Posted: 29 Aug 2013 10:10 AM PDT
When the dust settles
in Cairo, at least long enough to make out anything through the smoke and
flames, it may turn out that the Muslim Brotherhood has suffered its worst
blow at the hands of none other than Barack Hussein Obama. .
The
blow will not have been intentional. Like the killing of Bin Laden, a useful
intervention carried out by Navy SEALS who were perhaps less than
enthusiastic about Obama's plan to use the civilian trial of the terrorist
leader as a prop for dismantling the military tribunal system, it wasn't
something that he meant to do.
It just happened.
Obama could never have intentionally defeated the Muslim Brotherhood. But he
may have just hugged it to death.
To understand the Middle East is to understand that such petty things as the
deaths of hundreds of protesters or massive street fighting don't really
matter all that much.
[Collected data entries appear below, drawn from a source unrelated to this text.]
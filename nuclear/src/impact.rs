//! Impact-parameter sampling and beam geometry

use crate::rutherford::{impact_parameter, scattering_angle};
use common::error::Result;
use common::random::random_range;
use rand::Rng;
use std::f64::consts::PI;

/// Largest impact parameter that still deflects by at least `min_angle`
pub fn maximum(energy: f64, charge1: f64, charge2: f64, min_angle: f64) -> Result<f64> {
    impact_parameter(energy, charge1, charge2, min_angle)
}

/// b uniform on [0, b_max)
pub fn random_uniform<R: Rng + ?Sized>(rng: &mut R, max_impact_parameter: f64) -> f64 {
    random_range(rng, 0.0, max_impact_parameter)
}

/// b drawn with density ∝ 2πb, i.e. uniform over the beam's cross-section
pub fn random_weighted<R: Rng + ?Sized>(rng: &mut R, max_impact_parameter: f64) -> f64 {
    max_impact_parameter * rng.gen::<f64>().sqrt()
}

/// dσ = 2πb·db
pub fn cross_section_element(impact_parameter: f64, db: f64) -> f64 {
    2.0 * PI * impact_parameter * db
}

/// Expected number of particles of a uniform beam falling in the ring
/// b_min ≤ b < b_max
pub fn particles_in_range(total_particles: usize, beam_radius: f64, b_min: f64, b_max: f64) -> f64 {
    if beam_radius == 0.0 {
        return 0.0;
    }
    let ring = b_max * b_max - b_min * b_min;
    total_particles as f64 * ring / (beam_radius * beam_radius)
}

/// Mean impact parameter over a uniformly filled disc: ⅔·b_max
pub fn average(max_impact_parameter: f64) -> f64 {
    2.0 / 3.0 * max_impact_parameter
}

/// Most beam particles pass near b_max, so the commonest deflection is the
/// smallest one.
pub fn most_probable_angle(
    energy: f64,
    charge1: f64,
    charge2: f64,
    max_impact_parameter: f64,
) -> Result<f64> {
    scattering_angle(max_impact_parameter, energy, charge1, charge2)
}

/// Solid angle 2π(cos θ_min − cos θ_max) swept by the ring b_min..b_max
pub fn solid_angle(energy: f64, charge1: f64, charge2: f64, b_min: f64, b_max: f64) -> Result<f64> {
    let theta_min = scattering_angle(b_max, energy, charge1, charge2)?;
    let theta_max = scattering_angle(b_min, energy, charge1, charge2)?;
    Ok(2.0 * PI * (theta_min.cos() - theta_max.cos()))
}

#[cfg(test)]
mod tests {
    use super::*;
    use approx::assert_relative_eq;
    use common::numerics::mean;
    use rand::rngs::StdRng;
    use rand::SeedableRng;

    const E: f64 = 5.0e6;

    #[test]
    fn test_uniform_samples_in_range() {
        let mut rng = StdRng::seed_from_u64(11);
        for _ in 0..1000 {
            let b = random_uniform(&mut rng, 1e-13);
            assert!((0.0..1e-13).contains(&b));
        }
    }

    #[test]
    fn test_weighted_mean_matches_disc_average() {
        let mut rng = StdRng::seed_from_u64(3);
        let samples: Vec<f64> = (0..20_000).map(|_| random_weighted(&mut rng, 1.0)).collect();
        assert!(samples.iter().all(|b| (0.0..=1.0).contains(b)));
        assert_relative_eq!(mean(&samples).unwrap(), average(1.0), max_relative = 2e-2);
    }

    #[test]
    fn test_ring_counts() {
        assert_relative_eq!(particles_in_range(1000, 2.0, 0.0, 2.0), 1000.0);
        assert_relative_eq!(particles_in_range(1000, 2.0, 1.0, 2.0), 750.0);
        assert_eq!(particles_in_range(1000, 0.0, 0.0, 1.0), 0.0);
        assert_relative_eq!(cross_section_element(1.0, 0.5), PI);
    }

    #[test]
    fn test_angles_from_beam_edges() {
        let b_max = maximum(E, 2.0, 79.0, 0.1).unwrap();
        assert_relative_eq!(
            most_probable_angle(E, 2.0, 79.0, b_max).unwrap(),
            0.1,
            max_relative = 1e-9
        );

        // Whole beam from the axis out to infinity covers the full sphere
        let all = solid_angle(E, 2.0, 79.0, 0.0, 1e6).unwrap();
        assert_relative_eq!(all, 4.0 * PI, max_relative = 1e-9);

        // Inner edge deflects more, so the swept solid angle is positive
        let ring = solid_angle(E, 2.0, 79.0, b_max / 2.0, b_max).unwrap();
        assert!(ring > 0.0);
    }
}
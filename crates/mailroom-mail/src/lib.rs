//! SMTP sending, IMAP mailbox access and message composition.

pub mod compose;
pub mod mailbox;
pub mod smtp;

pub use compose::{Composed, SendRequest, compose};
pub use mailbox::{Connector, ImapConnector, MailboxClient, MailboxSession};
pub use smtp::{SmtpSender, Submit, build_message};
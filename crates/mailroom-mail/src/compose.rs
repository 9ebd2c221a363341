use std::path::PathBuf;

use serde_json::Value as JsonValue;
use tracing::{debug, warn};

use mailroom_content::{TemplateRenderer, parse_context};
use mailroom_core::{Account, Config, MailError, OutgoingMessage, Result};

/// Raw `send` arguments as typed on the command line.
#[derive(Debug, Clone, Default)]
pub struct SendRequest {
    pub to: Option<String>,
    pub subject: Option<String>,
    pub body: Option<String>,
    pub html: Option<String>,
    pub template: Option<String>,
    pub preset: Option<String>,
    pub context: Option<String>,
    pub cc: Vec<String>,
    pub bcc: Vec<String>,
    pub attachments: Vec<PathBuf>,
}

#[derive(Debug, Clone, PartialEq)]
pub enum Composed {
    Plain(OutgoingMessage),
    Template {
        message: OutgoingMessage,
        name: String,
        context: JsonValue,
    },
}

impl Composed {
    pub fn message(&self) -> &OutgoingMessage {
        match self {
            Self::Plain(message) | Self::Template { message, .. } => message,
        }
    }
}

/// Resolves groups, presets and defaults into a message for `account`.
pub fn compose(
    request: SendRequest,
    config: &Config,
    account: &Account,
    renderer: &TemplateRenderer,
) -> Result<Composed> {
    let settings = config.get_settings();
    let mut cc = merge_unique(&request.cc, &settings.default_cc);
    let bcc = merge_unique(&request.bcc, &settings.default_bcc);

    let mut to = request
        .to
        .map(|to| to.trim().to_string())
        .filter(|to| !to.is_empty())
        .ok_or_else(|| MailError::validation("A recipient (--to) is required"))?;
    if !to.contains('@') {
        match config.get_recipients(&to) {
            Some([first, rest @ ..]) => {
                debug!(group = %to, members = rest.len() + 1, "expanding recipient group");
                cc = merge_unique(&cc, rest);
                to = first.clone();
            }
            _ => warn!(group = %to, "recipient group not found, sending as given"),
        }
    }

    let mut subject = request.subject.unwrap_or_default();
    let mut body = request.body.unwrap_or_default();
    if let Some(name) = &request.preset {
        let preset = config.get_message_preset(name)?;
        if subject.is_empty() {
            subject = preset.subject.clone();
        }
        if body.is_empty() && request.html.is_none() && request.template.is_none() {
            body = preset.body.clone();
        }
    }

    let context = request.context.as_deref().map(parse_context).transpose()?;

    let message = OutgoingMessage {
        from: account.sender().to_string(),
        to,
        cc,
        bcc,
        subject,
        plain_body: body,
        html_body: request.html,
        attachments: request.attachments,
    };

    if let Some(name) = request.template {
        if !message.plain_body.is_empty() {
            return Err(MailError::validation(
                "Cannot use --template together with --body",
            ));
        }
        let context = context.ok_or_else(|| {
            MailError::validation("--context is required when using --template")
        })?;
        return Ok(Composed::Template {
            message,
            name,
            context,
        });
    }

    match context {
        Some(context) => render_inline(message, &context, renderer).map(Composed::Plain),
        None => Ok(Composed::Plain(message)),
    }
}

fn render_inline(
    mut message: OutgoingMessage,
    context: &JsonValue,
    renderer: &TemplateRenderer,
) -> Result<OutgoingMessage> {
    message.subject = renderer.render_inline(&message.subject, context)?;
    if !message.plain_body.is_empty() {
        message.plain_body = renderer.render_inline(&message.plain_body, context)?;
    }
    Ok(message)
}

fn merge_unique(first: &[String], second: &[String]) -> Vec<String> {
    let mut out: Vec<String> = Vec::with_capacity(first.len() + second.len());
    for addr in first.iter().chain(second) {
        let addr = addr.trim();
        if !addr.is_empty() && !out.iter().any(|seen| seen == addr) {
            out.push(addr.to_string());
        }
    }
    out
}

#[cfg(test)]
mod tests {
    use serde_json::json;

    use super::{Composed, SendRequest, compose};
    use mailroom_content::TemplateRenderer;
    use mailroom_core::{Config, MailError};

    const CONFIG: &str = r#"{
        "accounts": {
            "primary": {
                "smtp_host": "smtp.example.com",
                "imap_host": "imap.example.com",
                "username": "me@example.com",
                "password": "pw"
            }
        },
        "presets": {
            "standup": {"subject": "Daily standup", "body": "Notes for {{ day }}"}
        },
        "recipients": {
            "team": ["lead@example.com", "dev@example.com", "qa@example.com"]
        },
        "settings": {
            "default_cc": ["archive@example.com"],
            "default_bcc": ["audit@example.com"]
        }
    }"#;

    fn setup() -> (Config, TemplateRenderer) {
        let config = Config::from_json_str(CONFIG).unwrap();
        let renderer = TemplateRenderer::new(std::env::temp_dir().join("mailroom-no-templates"));
        (config, renderer)
    }

    fn request(to: &str) -> SendRequest {
        SendRequest {
            to: Some(to.to_string()),
            subject: Some("Hello".to_string()),
            body: Some("Body".to_string()),
            ..SendRequest::default()
        }
    }

    #[test]
    fn group_expands_and_defaults_merge_without_duplicates() {
        let (config, renderer) = setup();
        let account = config.get_account(None).unwrap();
        let composed = compose(
            SendRequest {
                cc: vec!["archive@example.com".to_string(), "qa@example.com".to_string()],
                ..request("team")
            },
            &config,
            account,
            &renderer,
        )
        .unwrap();
        let message = composed.message();
        assert_eq!(message.from, "me@example.com");
        assert_eq!(message.to, "lead@example.com");
        assert_eq!(
            message.cc,
            vec!["archive@example.com", "qa@example.com", "dev@example.com"]
        );
        assert_eq!(message.bcc, vec!["audit@example.com"]);
        assert!(matches!(composed, Composed::Plain(_)));
    }

    #[test]
    fn two_member_group_sends_to_first_and_copies_second() {
        let config = Config::from_json_str(
            r#"{
                "accounts": {"primary": {
                    "smtp_host": "s", "imap_host": "i", "username": "me@x.com", "password": "p"
                }},
                "recipients": {"team": ["a@x.com", "b@x.com"]}
            }"#,
        )
        .unwrap();
        let renderer = TemplateRenderer::new(std::env::temp_dir().join("mailroom-no-templates"));
        let account = config.get_account(None).unwrap();
        let composed = compose(request("team"), &config, account, &renderer).unwrap();
        assert_eq!(composed.message().to, "a@x.com");
        assert_eq!(composed.message().cc, vec!["b@x.com"]);
        assert!(composed.message().bcc.is_empty());
    }

    #[test]
    fn unknown_group_is_kept_as_is() {
        let (config, renderer) = setup();
        let account = config.get_account(None).unwrap();
        let composed = compose(request("nobody"), &config, account, &renderer).unwrap();
        assert_eq!(composed.message().to, "nobody");
        assert_eq!(composed.message().cc, vec!["archive@example.com"]);
    }

    #[test]
    fn preset_fills_only_empty_fields() {
        let (config, renderer) = setup();
        let account = config.get_account(None).unwrap();
        let composed = compose(
            SendRequest {
                to: Some("a@example.com".to_string()),
                preset: Some("standup".to_string()),
                ..SendRequest::default()
            },
            &config,
            account,
            &renderer,
        )
        .unwrap();
        assert_eq!(composed.message().subject, "Daily standup");
        assert_eq!(composed.message().plain_body, "Notes for {{ day }}");

        let composed = compose(
            SendRequest {
                preset: Some("standup".to_string()),
                ..request("a@example.com")
            },
            &config,
            account,
            &renderer,
        )
        .unwrap();
        assert_eq!(composed.message().subject, "Hello");
        assert_eq!(composed.message().plain_body, "Body");
    }

    #[test]
    fn unknown_preset_is_a_config_error() {
        let (config, renderer) = setup();
        let account = config.get_account(None).unwrap();
        let err = compose(
            SendRequest {
                preset: Some("weekly".to_string()),
                ..request("a@example.com")
            },
            &config,
            account,
            &renderer,
        )
        .unwrap_err();
        assert!(matches!(err, MailError::Config(_)));
        assert_eq!(err.to_string(), "Preset 'weekly' not found in config");
    }

    #[test]
    fn template_conflicts_and_requirements() {
        let (config, renderer) = setup();
        let account = config.get_account(None).unwrap();
        let with_body = compose(
            SendRequest {
                template: Some("welcome".to_string()),
                context: Some("{}".to_string()),
                ..request("a@example.com")
            },
            &config,
            account,
            &renderer,
        );
        assert!(matches!(with_body, Err(MailError::Validation(_))));

        let without_context = compose(
            SendRequest {
                template: Some("welcome".to_string()),
                body: None,
                ..request("a@example.com")
            },
            &config,
            account,
            &renderer,
        );
        assert!(matches!(without_context, Err(MailError::Validation(_))));

        let ok = compose(
            SendRequest {
                template: Some("welcome".to_string()),
                context: Some(r#"{"name": "Ann"}"#.to_string()),
                body: None,
                ..request("a@example.com")
            },
            &config,
            account,
            &renderer,
        )
        .unwrap();
        match ok {
            Composed::Template { name, context, .. } => {
                assert_eq!(name, "welcome");
                assert_eq!(context, json!({"name": "Ann"}));
            }
            other => panic!("expected template, got {:?}", other),
        }
    }

    #[test]
    fn context_renders_subject_and_body_inline() {
        let (config, renderer) = setup();
        let account = config.get_account(None).unwrap();
        let composed = compose(
            SendRequest {
                preset: Some("standup".to_string()),
                subject: Some("Standup {{ day }} & more".to_string()),
                body: None,
                context: Some(r#"{"day": "Monday"}"#.to_string()),
                ..request("a@example.com")
            },
            &config,
            account,
            &renderer,
        )
        .unwrap();
        assert_eq!(composed.message().subject, "Standup Monday & more");
        assert_eq!(composed.message().plain_body, "Notes for Monday");
    }

    #[test]
    fn missing_recipient_is_rejected() {
        let (config, renderer) = setup();
        let account = config.get_account(None).unwrap();
        let err = compose(
            SendRequest {
                to: Some("   ".to_string()),
                ..SendRequest::default()
            },
            &config,
            account,
            &renderer,
        )
        .unwrap_err();
        assert!(matches!(err, MailError::Validation(_)));
    }
}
Not in a region where Saddam Hussein or the butchers of
Sudan could pile up enough corpses to start an entire country and still enjoy
the support of the Muslim world.
The trick is killing the right people. Saddam Hussein killed Shiites and
Kurds with religious and ethnic differences from the region's Arab Sunni baseline.
Sudan killed Christians and Animists who are infidels and rebellious dhimmis
making them even more foreign and more 'killable".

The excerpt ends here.